### WORK INSTRUCTION
In these records, how many lines contain "await"? Please reply with the number only.

### Stored entries
+ + + + +

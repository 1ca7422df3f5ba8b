//! Read-only monitoring report

use std::path::{Path, PathBuf};
use std::time::Duration;

use chrono::{DateTime, Utc};
use contracts::{StorageStatistics, StoredAlert, TelemetryStore};
use serde::Serialize;
use tracing::info;

use crate::error::{CoordinatorError, Result};
use crate::stats::PipelineStatistics;

/// Alerts detailed in a report
pub const REPORT_TOP_ALERTS: usize = 5;

/// Report over a trailing period
#[derive(Debug, Clone, Serialize)]
pub struct PipelineReport {
    pub generated_at: DateTime<Utc>,
    pub period_hours: f64,
    /// Storage aggregates over the period
    pub statistics: StorageStatistics,
    /// Unresolved alerts, all periods
    pub active_alerts: usize,
    /// Most severe, most recent unresolved alerts
    pub top_alerts: Vec<StoredAlert>,
    /// Irrigation events in the period
    pub irrigation_events: usize,
    /// In-memory statistics of the running pipeline, if any
    #[serde(skip_serializing_if = "Option::is_none")]
    pub pipeline: Option<PipelineStatistics>,
    /// Pipeline `errors` plus `partial_writes`
    #[serde(skip_serializing_if = "Option::is_none")]
    pub pipeline_failures: Option<u64>,
}

/// Build a report from the store; never writes
pub async fn build_report<S>(
    store: &S,
    period: Duration,
    pipeline: Option<PipelineStatistics>,
) -> Result<PipelineReport>
where
    S: TelemetryStore + Sync,
{
    let statistics = store.get_statistics(period).await?;
    let mut alerts = store.active_alerts().await?;
    let active_alerts = alerts.len();
    alerts.truncate(REPORT_TOP_ALERTS);
    let irrigation_events = store.irrigation_history(period).await?.len();

    Ok(PipelineReport {
        generated_at: Utc::now(),
        period_hours: period.as_secs_f64() / 3600.0,
        statistics,
        active_alerts,
        top_alerts: alerts,
        irrigation_events,
        pipeline_failures: pipeline.as_ref().map(PipelineStatistics::failures),
        pipeline,
    })
}

impl PipelineReport {
    pub fn to_json_pretty(&self) -> Result<String> {
        serde_json::to_string_pretty(self).map_err(|e| CoordinatorError::Report(e.to_string()))
    }

    /// File name `report_<YYYYmmdd_HHMMSS>.json` from the generation time
    pub fn file_name(&self) -> String {
        format!("report_{}.json", self.generated_at.format("%Y%m%d_%H%M%S"))
    }

    /// Write the report as pretty JSON into `dir`, returning the file path
    pub fn write_to_dir(&self, dir: impl AsRef<Path>) -> Result<PathBuf> {
        let dir = dir.as_ref();
        std::fs::create_dir_all(dir).map_err(|e| {
            CoordinatorError::Report(format!("cannot create {}: {e}", dir.display()))
        })?;

        let path = dir.join(self.file_name());
        std::fs::write(&path, self.to_json_pretty()?).map_err(|e| {
            CoordinatorError::Report(format!("cannot write {}: {e}", path.display()))
        })?;

        info!(path = %path.display(), "report written");
        Ok(path)
    }
}

#[cfg(test)]
mod tests {
    use super::*;
    use contracts::{
        IrrigationEvent, IrrigationStatus, SensorReadings, SystemStatus, TelemetryRecord, Trigger,
    };
    use storage::MemoryStore;

    fn hot_acidic_record() -> TelemetryRecord {
        TelemetryRecord {
            sensors: SensorReadings {
                temperature: 38.0,
                humidity: 20.0,
                ph: 4.0,
                phosphorus_present: true,
                potassium_present: true,
                device_timestamp: None,
            },
            irrigation: IrrigationStatus::default(),
            system: SystemStatus::default(),
            received_at: Utc::now(),
            inferred_fields: Vec::new(),
        }
    }

    #[tokio::test]
    async fn test_report_caps_alert_details() {
        let store = MemoryStore::new("mem");
        // three alerts per reading
        for _ in 0..3 {
            store.insert_sensor_reading(&hot_acidic_record()).await.unwrap();
        }
        store
            .insert_irrigation_event(&IrrigationEvent::start(Utc::now(), Trigger::Auto, Some(20.0)))
            .await
            .unwrap();

        let report = build_report(&store, Duration::from_secs(24 * 3600), None)
            .await
            .unwrap();
        assert_eq!(report.statistics.total_readings, 3);
        assert_eq!(report.active_alerts, 9);
        assert_eq!(report.top_alerts.len(), REPORT_TOP_ALERTS);
        assert_eq!(report.irrigation_events, 1);
        assert_eq!(report.period_hours, 24.0);

        let json = report.to_json_pretty().unwrap();
        assert!(!json.contains("\"pipeline\""));
        assert!(!json.contains("pipeline_failures"));
        assert!(json.contains("\"active_alerts\": 9"));
    }

    #[tokio::test]
    async fn test_write_to_dir() {
        let dir = tempfile::tempdir().unwrap();
        let store = MemoryStore::new("mem");
        let pipeline = PipelineStatistics {
            readings_received: 3,
            readings_stored: 2,
            errors: 1,
            partial_writes: 2,
            ..Default::default()
        };
        let report = build_report(&store, Duration::from_secs(3600), Some(pipeline))
            .await
            .unwrap();

        let path = report.write_to_dir(dir.path().join("reports")).unwrap();
        let name = path.file_name().unwrap().to_string_lossy().to_string();
        assert!(name.starts_with("report_") && name.ends_with(".json"));
        assert_eq!(name.len(), "report_20240101_120000.json".len());

        let value: serde_json::Value =
            serde_json::from_str(&std::fs::read_to_string(&path).unwrap()).unwrap();
        assert_eq!(value["statistics"]["total_readings"], 0);
        assert!(value["pipeline"].is_object());
        assert_eq!(value["pipeline"]["errors"], 1);
        assert_eq!(value["pipeline"]["partial_writes"], 2);
        assert_eq!(value["pipeline_failures"], 3);
    }
}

+ + + + +

### TASK ANSWER
7